The Virginian-Pilot
                             THE VIRGINIAN-PILOT 
              Copyright (c) 1995, Landmark Communications, Inc.

DATE: Friday, September 15, 1995             TAG: 9509130114
SECTION: PORTSMOUTH CURRENTS      PAGE: 02   EDITION: FINAL 
COLUMN: Ida Kay's Portsmouth 
SOURCE: Ida Kay Jordan 
                                             LENGTH: Medium:   77 lines

WHY ISN'T CITY ON TOURIST MAP ?

If you go to another town and look at the racks of tourist folders displayed in hotels, restaurants and visitor centers, you'll wonder if Portsmouth really exists.

Recently, I raided some of the racks, looking for Portsmouth, mainly because I wonder how we're going to entice some of the traffic that rides right by here going to the Outer Banks or Virginia Beach via the Monitor-Merrimac Memorial Bridge-Tunnel and Interstate 664 - or just heading north and south through historic areas of the East Coast.

Portsmouth just isn't on the tourist map in Virginia. Even a new state-published promotional piece that's been around all summer skips right over us. An obviously new state folder highlights stops across the state. Aside from the beach at Virginia Beach, it highlights Nauticus in Norfolk, the Mariners' Museum in Newport News and the Virginia Air and Space Center in Hampton. But there's not one word about the Children's Museum of Virginia.

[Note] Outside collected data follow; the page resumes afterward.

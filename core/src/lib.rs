//! The rainbow-table engine: hash/reduce chains, a tail-indexed lookup
//! structure, generation, inversion, and the persistent on-disk format
//! that carries a table across processes.
//!
//! Every operation is CPU-bound and synchronous: no suspension points.
//! `TableManager::generate_table` is single-threaded and takes a caller
//! RNG for reproducibility; `generate_table_parallel` distributes chain
//! construction across a rayon thread pool while keeping the same exact
//! collision accounting.

mod cancel;
mod chain;
mod config;
mod digest;
mod error;
mod index;
mod persist;
mod reduce;
mod table;

pub use cancel::CancelToken;
pub use chain::{chain, replay};
pub use config::TableConfig;
pub use digest::Algorithm;
pub use error::{CoreError, CoreResult};
pub use index::TableIndex;
pub use persist::{load, save};
pub use reduce::reduce;
pub use table::{AuditSink, GenerationReport, TableManager};
//! The table index: a `tail digest -> head plaintext` mapping.
//!
//! Backed by both a `HashMap` for O(1) point lookups and a `BTreeMap` for
//! ordered traversal — an ordered balanced multiway tree is exactly what a
//! `BTreeMap` already is in the standard library, so `search_ordered` is a
//! thin fast-path over the same entries rather than a second data
//! structure to maintain by hand.

use std::collections::{BTreeMap, HashMap};

/// Maps chain tails to chain heads, with an ordered secondary index.
#[derive(Clone, Debug, Default)]
pub struct TableIndex {
    by_tail: HashMap<Vec<u8>, Vec<u8>>,
    ordered: BTreeMap<Vec<u8>, Vec<u8>>,
}

impl TableIndex {
    pub fn new() -> Self {
        Self::default()
    }

    pub fn with_capacity(capacity: usize) -> Self {
        Self {
            by_tail: HashMap::with_capacity(capacity),
            ordered: BTreeMap::new(),
        }
    }

    /// Inserts `(tail -> head)`, overwriting any prior entry for `tail`.
    /// Returns `true` if this tail was already present (a collision).
    pub fn insert(&mut self, tail: Vec<u8>, head: Vec<u8>) -> bool {
        self.ordered.insert(tail.clone(), head.clone());
        self.by_tail.insert(tail, head).is_some()
    }

    pub fn contains(&self, tail: &[u8]) -> bool {
        self.by_tail.contains_key(tail)
    }

    pub fn get(&self, tail: &[u8]) -> Option<&[u8]> {
        self.by_tail.get(tail).map(Vec::as_slice)
    }

    /// Same semantics as `get`, routed through the ordered tree. Present
    /// as a performance hint for workloads that prefer ordered storage;
    /// never required for correctness.
    pub fn search_ordered(&self, tail: &[u8]) -> Option<&[u8]> {
        self.ordered.get(tail).map(Vec::as_slice)
    }

    pub fn len(&self) -> usize {
        self.by_tail.len()
    }

    pub fn is_empty(&self) -> bool {
        self.by_tail.is_empty()
    }

    pub fn clear(&mut self) {
        self.by_tail.clear();
        self.ordered.clear();
    }

    /// Iterates `(tail, head)` pairs in ascending tail order, used by
    /// persistence so that two consecutive saves of an unmodified table
    /// produce byte-identical output.
    pub fn iter_ordered(&self) -> impl Iterator<Item = (&[u8], &[u8])> {
        self.ordered.iter().map(|(k, v)| (k.as_slice(), v.as_slice()))
    }
}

It mentions the Navy and the first battle of the ironclads, but it does not mention the nation's oldest shipyard in Portsmouth, where the Merrimack was converted to the ironclad Virginia that changed naval history. Naturally, there is no mention of the nation's oldest naval hospital either.

Other literature mentions historic sites everywhere but Portsmouth. Yet Olde Towne has a collection of houses acknowledged to be the most architecturally interesting between Washington, D.C., and Charleston, S.C.

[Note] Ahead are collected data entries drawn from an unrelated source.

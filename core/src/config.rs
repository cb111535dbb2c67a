//! Immutable table configuration: algorithm, charset, password length
//! range, chain length and chain count. Validated once at construction;
//! every other component trusts it afterwards.

use crate::digest::Algorithm;
use crate::error::CoreError;

/// Configuration for a table, fixed for its entire lifetime.
#[derive(Clone, Debug)]
pub struct TableConfig {
    pub algorithm: Algorithm,
    charset: Vec<u8>,
    pub min_length: u32,
    pub max_length: u32,
    pub chain_length: u32,
    pub number_of_chains: u64,
}

impl TableConfig {
    /// Builds a configuration, enforcing: `|charset| >= 1`,
    /// `1 <= min_length <= max_length`, `chain_length >= 1`,
    /// `number_of_chains >= 1`.
    pub fn new(
        algorithm: Algorithm,
        charset: impl Into<Vec<u8>>,
        min_length: u32,
        max_length: u32,
        chain_length: u32,
        number_of_chains: u64,
    ) -> Result<Self, CoreError> {
        let charset = charset.into();

        if charset.is_empty() {
            return Err(CoreError::InvalidParameters(
                "charset must contain at least one byte".into(),
            ));
        }
        if min_length == 0 {
            return Err(CoreError::InvalidParameters(
                "min_length must be at least 1".into(),
            ));
        }
        if min_length > max_length {
            return Err(CoreError::InvalidParameters(format!(
                "min_length ({min_length}) must be <= max_length ({max_length})"
            )));
        }
        if chain_length == 0 {
            return Err(CoreError::InvalidParameters(
                "chain_length must be at least 1".into(),
            ));
        }
        if number_of_chains == 0 {
            return Err(CoreError::InvalidParameters(
                "number_of_chains must be at least 1".into(),
            ));
        }

        Ok(Self {
            algorithm,
            charset,
            min_length,
            max_length,
            chain_length,
            number_of_chains,
        })
    }

    pub fn charset(&self) -> &[u8] {
        &self.charset
    }
}

impl std::fmt::Display for TableConfig {
    fn fmt(&self, f: &mut std::fmt::Formatter<'_>) -> std::fmt::Result {
        write!(
            f,
            "algorithm={} length={}..={} chain_length={} number_of_chains={}",
            self.algorithm, self.min_length, self.max_length, self.chain_length, self.number_of_chains
        )
    }
}

#[cfg(test)]
mod tests {
    use super::*;

    #[test]
    fn rejects_empty_charset() {
        assert!(matches!(
            TableConfig::new(Algorithm::Md5, Vec::new(), 1, 2, 1, 1),
            Err(CoreError::InvalidParameters(_))
        ));
    }

    #[test]
    fn rejects_min_length_zero() {
        assert!(matches!(
            TableConfig::new(Algorithm::Md5, b"abc".to_vec(), 0, 2, 1, 1),
            Err(CoreError::InvalidParameters(_))
        ));
    }

    #[test]
    fn rejects_min_greater_than_max() {
        assert!(matches!(
            TableConfig::new(Algorithm::Md5, b"abc".to_vec(), 3, 2, 1, 1),
            Err(CoreError::InvalidParameters(_))
        ));
    }

    #[test]
    fn rejects_zero_chain_length() {
        assert!(matches!(
            TableConfig::new(Algorithm::Md5, b"abc".to_vec(), 1, 2, 0, 1),
            Err(CoreError::InvalidParameters(_))
        ));
    }

    #[test]
    fn rejects_zero_chain_count() {
        assert!(matches!(
            TableConfig::new(Algorithm::Md5, b"abc".to_vec(), 1, 2, 1, 0),
            Err(CoreError::InvalidParameters(_))
        ));
    }

    #[test]
    fn accepts_valid_config() {
        assert!(TableConfig::new(Algorithm::Sha1, b"abc".to_vec(), 1, 3, 4, 9).is_ok());
    }
}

No wonder people pass right on by Portsmouth.

We do a lot of talking about image-building, but we always seems to miss out on the most obvious ways to make travelers aware of Portsmouth.

It may be that those attractions included in the state folder pay for the exposure. If they don't, they should because the blurbs are written like ads.

And if they are paid for, why didn't we buy one?

This summer, the state has been successful in diverting beach traffic from the Hampton Roads Bridge-Tunnel and Battlefield Boulevard to I-664 and U.S. 17. That means hundreds and hundreds of vehicles are passing right by Portsmouth. Of course, most of them take I-64 to get to the Dismal Swamp Canal Bank or to Route 44, depending on their choice of beach. But what's to keep some of them from taking I-264 and stopping off in Portsmouth?

I bet many of them would enjoy a good meal and the relaxing ambience of Portsmouth - if they knew it was here! Many of the vehicles headed to the Outer Banks have children in them. I bet many of them would really like to visit the Children's Museum on the way back home.

How do we stop them?

The Dismal Swamp Visitors Center, a few miles from the Virginia state line, is one of the busiest tourist centers I've ever seen. Talk to travelers there and you'll learn that most of them are interested in the region's history, but I don't see any big effort on our part to promote us there. The Carrie B swamp tours have made the visitors center employees aware of Portsmouth, but have we done anything to enlarge on our relationship with them? Have we brought them to see the Children's Museum and eat in our restaurants? For people headed north on U.S. 17, where that center is located, know that we are the next stop.

Keith Toler and the Convention and Visitors Bureau do a good job of bringing in bus tours and promoting the city as a destination, which is their job. But until we make a concerted citywide effort, we're not going to stop individual travelers who eat and sleep somewhere every day.

The departure a few weeks ago of Michael Stevens leaves the city's top public information job open again. When the city hires a new person, it should emphasize the need for a broad view that would include improving our image with people in the travel business - which, incidentally, is a big source of income in the state.

Sometimes the public information office seems to function more as a public relations agency for city officials than as a promotional arm for the city. If we're going to pay out big bucks for an experienced person to head the office, we ought to make it clear that we want somebody to work on the city's image - and then provide the time and money for polishing it.